Task requirements
Across the records below, how many lines include the string "candidates"? Respond with the number only.

**********

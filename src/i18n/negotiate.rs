//! Request locale negotiation.
//!
//! Sources in priority order: `?locale=` query parameter, `NEXT_LOCALE`
//! cookie, `Accept-Language` header, then the base locale. A source holding
//! an unsupported code is skipped rather than rejected.

use crate::i18n::Locale;
use axum::async_trait;
use axum::extract::{FromRequestParts, Query};
use axum::http::header::{ACCEPT_LANGUAGE, COOKIE};
use axum::http::request::Parts;
use axum::http::{HeaderMap, Uri};
use std::collections::HashMap;
use std::convert::Infallible;

pub const LOCALE_QUERY_PARAM: &str = "locale";
pub const LOCALE_COOKIE: &str = "NEXT_LOCALE";

/// Extractor yielding the negotiated locale of a request. Never rejects.
#[derive(Debug, Clone, Copy, PartialEq, Eq)]
pub struct RequestLocale(pub Locale);

#[async_trait]
impl<S> FromRequestParts<S> for RequestLocale
where
    S: Send + Sync,
{
    type Rejection = Infallible;

    async fn from_request_parts(parts: &mut Parts, _state: &S) -> Result<Self, Self::Rejection> {
        Ok(RequestLocale(negotiate(&parts.uri, &parts.headers)))
    }
}

pub fn negotiate(uri: &Uri, headers: &HeaderMap) -> Locale {
    locale_from_query(uri)
        .or_else(|| locale_from_cookie(headers))
        .or_else(|| {
            headers
                .get(ACCEPT_LANGUAGE)
                .and_then(|value| value.to_str().ok())
                .and_then(parse_accept_language)
        })
        .unwrap_or_else(Locale::base)
}

// A malformed query string counts as no query.
fn locale_from_query(uri: &Uri) -> Option<Locale> {
    let Query(params) = Query::<HashMap<String, String>>::try_from_uri(uri).ok()?;
    params
        .get(LOCALE_QUERY_PARAM)
        .and_then(|value| Locale::from_code(value))
}

fn locale_from_cookie(headers: &HeaderMap) -> Option<Locale> {
    headers
        .get_all(COOKIE)
        .iter()
        .filter_map(|value| value.to_str().ok())
        .flat_map(|value| value.split(';'))
        .filter_map(|pair| pair.trim().split_once('='))
        .find(|(name, _)| *name == LOCALE_COOKIE)
        .and_then(|(_, value)| Locale::from_code(value.trim().trim_matches('"')))
}

/// Highest-weighted supported language in an `Accept-Language` value.
/// Ties keep header order; `q=0` entries are refused.
pub fn parse_accept_language(value: &str) -> Option<Locale> {
    let mut candidates: Vec<(f32, Locale)> = value
        .split(',')
        .filter_map(|part| {
            let mut components = part.trim().split(';');
            let tag = components.next()?.trim();
            let weight = components
                .filter_map(|param| param.trim().strip_prefix("q="))
                .find_map(|q| q.trim().parse::<f32>().ok())
                .unwrap_or(1.0);
            if weight <= 0.0 {
                return None;
            }
            Locale::from_code(tag).map(|locale| (weight, locale))
        })
        .collect();

    // Stable sort preserves header order among equal weights.
    candidates.sort_by(|a, b| b.0.total_cmp(&a.0));
    candidates.first().map(|(_, locale)| *locale)
}

#[cfg(test)]
mod tests {
    use super::*;
    use axum::http::HeaderValue;

    fn headers(pairs: &[(axum::http::HeaderName, &str)]) -> HeaderMap {
        let mut map = HeaderMap::new();
        for (name, value) in pairs {
            map.append(name.clone(), HeaderValue::from_str(value).unwrap());
        }
        map
    }

    fn uri(value: &str) -> Uri {
        value.parse().unwrap()
    }

    // ==================== Accept-Language Tests ====================

    #[test]
    fn test_accept_language_first_supported() {
        assert_eq!(parse_accept_language("de-DE,kk;q=0.9,en;q=0.8"), Some(Locale::KK));
    }

    #[test]
    fn test_accept_language_respects_weights() {
        assert_eq!(parse_accept_language("ru;q=0.5, en;q=0.9"), Some(Locale::EN));
    }

    #[test]
    fn test_accept_language_refuses_zero_weight() {
        assert_eq!(parse_accept_language("en;q=0, kk;q=0.1"), Some(Locale::KK));
    }

    #[test]
    fn test_accept_language_unsupported_only() {
        assert_eq!(parse_accept_language("fr-FR,de;q=0.7"), None);
        assert_eq!(parse_accept_language(""), None);
    }

    // ==================== Priority Tests ====================

    #[test]
    fn test_query_beats_cookie_and_header() {
        let h = headers(&[(COOKIE, "NEXT_LOCALE=kk"), (ACCEPT_LANGUAGE, "ru")]);
        assert_eq!(negotiate(&uri("/api/messages?page=2&locale=en"), &h), Locale::EN);
    }

    #[test]
    fn test_cookie_beats_header() {
        let h = headers(&[(COOKIE, "session=abc; NEXT_LOCALE=kk"), (ACCEPT_LANGUAGE, "en")]);
        assert_eq!(negotiate(&uri("/api/messages"), &h), Locale::KK);
    }

    #[test]
    fn test_unknown_query_value_skipped() {
        let h = headers(&[(ACCEPT_LANGUAGE, "en-US")]);
        assert_eq!(negotiate(&uri("/api/messages?locale=fr"), &h), Locale::EN);
    }

    #[test]
    fn test_defaults_to_base_locale() {
        assert_eq!(negotiate(&uri("/"), &HeaderMap::new()), Locale::RU);
        assert_eq!(negotiate(&uri("/?locale=xx"), &HeaderMap::new()), Locale::RU);
    }

    #[test]
    fn test_query_value_is_percent_decoded() {
        assert_eq!(negotiate(&uri("/?locale=%6B%6B"), &HeaderMap::new()), Locale::KK);
        assert_eq!(negotiate(&uri("/?locale=en%2DUS"), &HeaderMap::new()), Locale::EN);
    }

    #[test]
    fn test_quoted_cookie_value() {
        let h = headers(&[(COOKIE, "NEXT_LOCALE=\"kk\"; theme=dark")]);
        assert_eq!(negotiate(&uri("/"), &h), Locale::KK);
    }
}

**********

Expected output
3